Musings upon the Big/Little end heresy, Gulliver's Travels

One of the precursors of Speculative Fiction, Travels into Several Remote Nations of the World, in Four Parts. By Lemuel Gulliver, First a Surgeon, and then a Captain of several Ships was written by Jonathan Swift as a parody of the now-dead genre of traveller's tale, satirising 18th century follies, but is now, sadly, largely remembered as a children's tale, despite being Swift's Magnum Opus and a heavily satirical and adult book.

On Gulliver's first voyage he is shipwrecked in Lilliput, where everything is one-twelfth normal size. After many incidents (mainly getting entangled in a holy war over which end to open a hard-boiled egg), he escapes on a raft, returning to England. His second voyage takes him to Brobdingnag, where everything is twelve times normal size.
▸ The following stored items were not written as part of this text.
use sqlx::PgPool;
use sqlx::types::Json;
use tracing::warn;
use uuid::Uuid;

use crate::dto::completion::EvaluationDecision;
use crate::error::{Result, StorageError};
use crate::models::{CompletionRecord, CompletionStatus, DEFAULT_TOTAL_DAYS};
use crate::repository::project::ProjectRepository;
use crate::repository::ranking;
use crate::repository::template::TemplateRepository;
use crate::services::points::PointsPolicy;

const RECORD_COLUMNS: &str = r#"
    record_id, user_id, project_id, day_number, status, points_awarded,
    media_refs, notes, submitted_at, evaluated_at, created_at
"#;

/// Template terms the ledger needs to score a day.
#[derive(Debug, Clone, Copy)]
struct TemplateTerms {
    points_base: i32,
    requires_photo: bool,
}

/// Net effect of a record transition on the (user, project) aggregate.
#[derive(Debug, Clone, Copy, PartialEq, Eq)]
pub struct AggregateDelta {
    pub points: i32,
    pub completed: i32,
}

impl AggregateDelta {
    pub fn is_noop(&self) -> bool {
        self.points == 0 && self.completed == 0
    }
}

fn contribution(status: CompletionStatus, points_awarded: i32) -> i32 {
    if status.counts_toward_ranking() {
        points_awarded
    } else {
        0
    }
}

/// Delta between two record states. `old` is `None` for a first submission.
/// `completed` is +1 only on the first transition into approved.
pub fn aggregate_delta(
    old: Option<(CompletionStatus, i32)>,
    new: (CompletionStatus, i32),
) -> AggregateDelta {
    let old_contribution = old.map(|(s, p)| contribution(s, p)).unwrap_or(0);
    let old_completed = old.map(|(s, _)| s.counts_toward_ranking()).unwrap_or(false);
    let new_completed = new.0.counts_toward_ranking();

    AggregateDelta {
        points: contribution(new.0, new.1) - old_contribution,
        completed: i32::from(new_completed) - i32::from(old_completed),
    }
}

/// Status a new submission lands in, given the record's current state.
/// Approved days are terminal and reject resubmission.
pub fn submission_transition(current: Option<CompletionStatus>) -> Result<CompletionStatus> {
    match current {
        Some(CompletionStatus::Approved) => Err(StorageError::Validation(
            "this day has already been approved".to_string(),
        )),
        _ => Ok(CompletionStatus::PendingReview),
    }
}

/// Owns the proof-of-completion lifecycle: idempotent submission upserts,
/// evaluation, and the transactional ranking-aggregate update.
pub struct CompletionLedger<'a> {
    pool: &'a PgPool,
    policy: PointsPolicy,
    legacy_template_fallback: bool,
}

impl<'a> CompletionLedger<'a> {
    pub fn new(pool: &'a PgPool, policy: PointsPolicy, legacy_template_fallback: bool) -> Self {
        Self {
            pool,
            policy,
            legacy_template_fallback,
        }
    }

    /// Record a user's proof of completion for a project day.
    ///
    /// The upsert replaces the previous pending or rejected submission, so a
    /// retried call never accumulates points. The aggregate is untouched
    /// here: points only count once the record is approved.
    pub async fn submit(
        &self,
        user_id: Uuid,
        project_id: Uuid,
        day_number: i32,
        media_refs: Vec<String>,
        notes: Option<String>,
    ) -> Result<CompletionRecord> {
        let terms = self.resolve_template(project_id, day_number).await?;

        let media_present = !media_refs.is_empty();
        if terms.requires_photo && !media_present {
            return Err(StorageError::Validation(
                "a photo is required to complete this day".to_string(),
            ));
        }

        let points = self.policy.submission_award(terms.points_base, media_present);

        let mut tx = self.pool.begin().await?;

        let existing = sqlx::query_as::<_, CompletionRecord>(&format!(
            r#"
            SELECT {RECORD_COLUMNS}
            FROM completion_records
            WHERE user_id = $1 AND project_id = $2 AND day_number = $3
            FOR UPDATE
            "#
        ))
        .bind(user_id)
        .bind(project_id)
        .bind(day_number)
        .fetch_optional(&mut *tx)
        .await?;

        submission_transition(existing.map(|r| r.status))?;

        let record = sqlx::query_as::<_, CompletionRecord>(&format!(
            r#"
            INSERT INTO completion_records
                (user_id, project_id, day_number, status, points_awarded, media_refs, notes, submitted_at, evaluated_at)
            VALUES ($1, $2, $3, 'pending_review', $4, $5, $6, now(), NULL)
            ON CONFLICT (user_id, project_id, day_number) DO UPDATE SET
                status = 'pending_review',
                points_awarded = EXCLUDED.points_awarded,
                media_refs = EXCLUDED.media_refs,
                notes = EXCLUDED.notes,
                submitted_at = EXCLUDED.submitted_at,
                evaluated_at = NULL
            RETURNING {RECORD_COLUMNS}
            "#
        ))
        .bind(user_id)
        .bind(project_id)
        .bind(day_number)
        .bind(points)
        .bind(Json(media_refs))
        .bind(&notes)
        .fetch_one(&mut *tx)
        .await?;

        tx.commit().await?;
        Ok(record)
    }

    /// Decide a pending submission. The approved award is re-derived from
    /// the template, and the aggregate delta is applied in the same
    /// transaction as the status change.
    pub async fn evaluate(
        &self,
        record_id: Uuid,
        decision: EvaluationDecision,
        notes: Option<String>,
    ) -> Result<CompletionRecord> {
        let mut tx = self.pool.begin().await?;

        let existing = sqlx::query_as::<_, CompletionRecord>(&format!(
            "SELECT {RECORD_COLUMNS} FROM completion_records WHERE record_id = $1 FOR UPDATE"
        ))
        .bind(record_id)
        .fetch_optional(&mut *tx)
        .await?
        .ok_or(StorageError::NotFound)?;

        if existing.status != CompletionStatus::PendingReview {
            return Err(StorageError::Validation(
                "only submissions pending review can be evaluated".to_string(),
            ));
        }

        let (new_status, new_points) = match decision {
            EvaluationDecision::Approved => {
                let terms = self
                    .resolve_template(existing.project_id, existing.day_number)
                    .await?;
                (
                    CompletionStatus::Approved,
                    self.policy.approval_award(terms.points_base),
                )
            }
            EvaluationDecision::Rejected => {
                (CompletionStatus::Rejected, self.policy.rejection_award())
            }
        };

        let updated = sqlx::query_as::<_, CompletionRecord>(&format!(
            r#"
            UPDATE completion_records
            SET status = $2, points_awarded = $3, notes = COALESCE($4, notes), evaluated_at = now()
            WHERE record_id = $1
            RETURNING {RECORD_COLUMNS}
            "#
        ))
        .bind(record_id)
        .bind(new_status)
        .bind(new_points)
        .bind(&notes)
        .fetch_one(&mut *tx)
        .await?;

        let delta = aggregate_delta(
            Some((existing.status, existing.points_awarded)),
            (updated.status, updated.points_awarded),
        );

        if !delta.is_noop() {
            let total_days = self.resolve_total_days(existing.project_id).await?;
            ranking::apply_delta(
                &mut tx,
                existing.user_id,
                existing.project_id,
                delta.points,
                delta.completed,
                total_days,
            )
            .await?;
        }

        tx.commit().await?;
        Ok(updated)
    }

    async fn resolve_template(&self, project_id: Uuid, day_number: i32) -> Result<TemplateTerms> {
        let repo = TemplateRepository::new(self.pool);

        if let Some(template) = repo.get(project_id, day_number).await? {
            return Ok(TemplateTerms {
                points_base: template.points_base,
                requires_photo: template.requires_photo,
            });
        }

        if self.legacy_template_fallback
            && let Some(task) = repo.find_legacy_task(project_id, day_number).await?
        {
            warn!(
                %project_id,
                day_number,
                "no day template configured, synthesizing terms from legacy task"
            );
            return Ok(TemplateTerms {
                points_base: task.points,
                requires_photo: false,
            });
        }

        Err(StorageError::Configuration(format!(
            "no day template configured for project {project_id} day {day_number}"
        )))
    }

    async fn resolve_total_days(&self, project_id: Uuid) -> Result<i32> {
        match ProjectRepository::new(self.pool).find_by_id(project_id).await? {
            Some(project) if project.total_days >= 1 => Ok(project.total_days),
            Some(_) => {
                warn!(%project_id, "project has a non-positive total_days, using the default");
                Ok(DEFAULT_TOTAL_DAYS)
            }
            None => {
                warn!(%project_id, "project row missing, using the default cycle length");
                Ok(DEFAULT_TOTAL_DAYS)
            }
        }
    }
}

#[cfg(test)]
mod tests {
    use super::*;
    use CompletionStatus::*;

    #[test]
    fn first_approval_adds_points_and_a_completed_day() {
        // 25 provisional points, approval re-derives the award to the base 10.
        let delta = aggregate_delta(Some((PendingReview, 25)), (Approved, 10));
        assert_eq!(
            delta,
            AggregateDelta {
                points: 10,
                completed: 1
            }
        );
    }

    #[test]
    fn rejection_of_a_pending_record_changes_nothing() {
        let delta = aggregate_delta(Some((PendingReview, 25)), (Rejected, 0));
        assert!(delta.is_noop());
    }

    #[test]
    fn resubmission_after_rejection_changes_nothing() {
        let delta = aggregate_delta(Some((Rejected, 0)), (PendingReview, 25));
        assert!(delta.is_noop());
    }

    #[test]
    fn first_submission_contributes_nothing_until_approved() {
        let delta = aggregate_delta(None, (PendingReview, 25));
        assert!(delta.is_noop());
    }

    #[test]
    fn repeated_submission_is_idempotent() {
        // Submitting twice replaces the provisional award, so the second
        // transition starts from the first one's state and nets to zero.
        let first = aggregate_delta(None, (PendingReview, 25));
        let second = aggregate_delta(Some((PendingReview, 25)), (PendingReview, 25));
        assert!(first.is_noop());
        assert!(second.is_noop());
    }

    #[test]
    fn approved_days_are_terminal() {
        assert!(submission_transition(Some(Approved)).is_err());
        assert_eq!(submission_transition(None).unwrap(), PendingReview);
        assert_eq!(submission_transition(Some(Rejected)).unwrap(), PendingReview);
        assert_eq!(
            submission_transition(Some(PendingReview)).unwrap(),
            PendingReview
        );
    }

    #[test]
    fn totals_track_approved_contributions_across_a_sequence() {
        // Replay a submit/evaluate history and check the folded deltas match
        // the sum of approved awards at every step.
        let history: [(Option<(CompletionStatus, i32)>, (CompletionStatus, i32)); 5] = [
            (None, (PendingReview, 25)),
            (Some((PendingReview, 25)), (Approved, 10)),
            (None, (PendingReview, 12)),
            (Some((PendingReview, 12)), (Rejected, 0)),
            (Some((Rejected, 0)), (PendingReview, 12)),
        ];

        let mut total = 0;
        let mut completed = 0;
        for (old, new) in history {
            let delta = aggregate_delta(old, new);
            total += delta.points;
            completed += delta.completed;
        }

        assert_eq!(total, 10);
        assert_eq!(completed, 1);
    }
}
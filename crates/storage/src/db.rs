use sqlx::PgPool;
use sqlx::postgres::PgPoolOptions;

use crate::error::Result;

/// Shared handle to the Postgres connection pool.
#[derive(Clone)]
pub struct Database {
    pool: PgPool,
}

impl Database {
    pub async fn new(database_url: &str) -> Result<Self> {
        let pool = PgPoolOptions::new()
            .max_connections(10)
            .connect(database_url)
            .await?;

        Ok(Self { pool })
    }

    pub fn from_pool(pool: PgPool) -> Self {
        Self { pool }
    }

    pub async fn run_migrations(&self) -> Result<()> {
        sqlx::migrate!("./migrations").run(&self.pool).await?;
        Ok(())
    }

    pub fn pool(&self) -> &PgPool {
        &self.pool
    }
}
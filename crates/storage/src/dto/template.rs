use chrono::{DateTime, Utc};
use serde::{Deserialize, Serialize};
use utoipa::ToSchema;
use uuid::Uuid;
use validator::Validate;

use crate::models::DayTemplate;

#[derive(Debug, Serialize, Deserialize, Validate, ToSchema)]
pub struct DayTemplateEntry {
    #[validate(range(min = 1, max = 366, message = "day_number must be between 1 and 366"))]
    pub day_number: i32,
    #[validate(length(min = 1, max = 200, message = "title must be 1-200 characters"))]
    pub title: String,
    pub description: Option<String>,
    #[validate(range(min = 0, message = "points_base must be non-negative"))]
    pub points_base: i32,
    #[serde(default)]
    pub requires_photo: bool,
}

#[derive(Debug, Deserialize, Validate, ToSchema)]
pub struct TemplateImportRequest {
    #[validate(length(min = 1, message = "at least one day is required"), nested)]
    pub days: Vec<DayTemplateEntry>,
}

#[derive(Debug, Serialize, ToSchema)]
pub struct TemplateImportResponse {
    pub imported: u64,
}

#[derive(Debug, Serialize, ToSchema)]
pub struct TemplateResponse {
    pub template_id: Uuid,
    pub project_id: Uuid,
    pub day_number: i32,
    pub title: String,
    pub description: Option<String>,
    pub points_base: i32,
    pub requires_photo: bool,
    pub created_at: DateTime<Utc>,
}

impl From<DayTemplate> for TemplateResponse {
    fn from(template: DayTemplate) -> Self {
        Self {
            template_id: template.template_id,
            project_id: template.project_id,
            day_number: template.day_number,
            title: template.title,
            description: template.description,
            points_base: template.points_base,
            requires_photo: template.requires_photo,
            created_at: template.created_at,
        }
    }
}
Gulliver is kept as a pet by the locals, and has many philosophical conversations with the king of Brobdingnag before being carried off by an eagle, which drops him where he can escape.

On Gulliver's third, and less well-known, voyage, his ship is attacked by pirates, but he is rescued by the flying island of Laputa, home to a society of proto-TV Geniuses. After various incidents, including the first description of bombing and a conversation with the ghosts of historical figures, Gulliver returns home via Japan. As mentioned below, a deleted section of this satire attacked the English for their treatment of Ireland, but for the most part it was intended as a scathing condemnation of the nascent European Enlightenment, with the TV Geniuses representing the philosophers, scientists, and academics of his time.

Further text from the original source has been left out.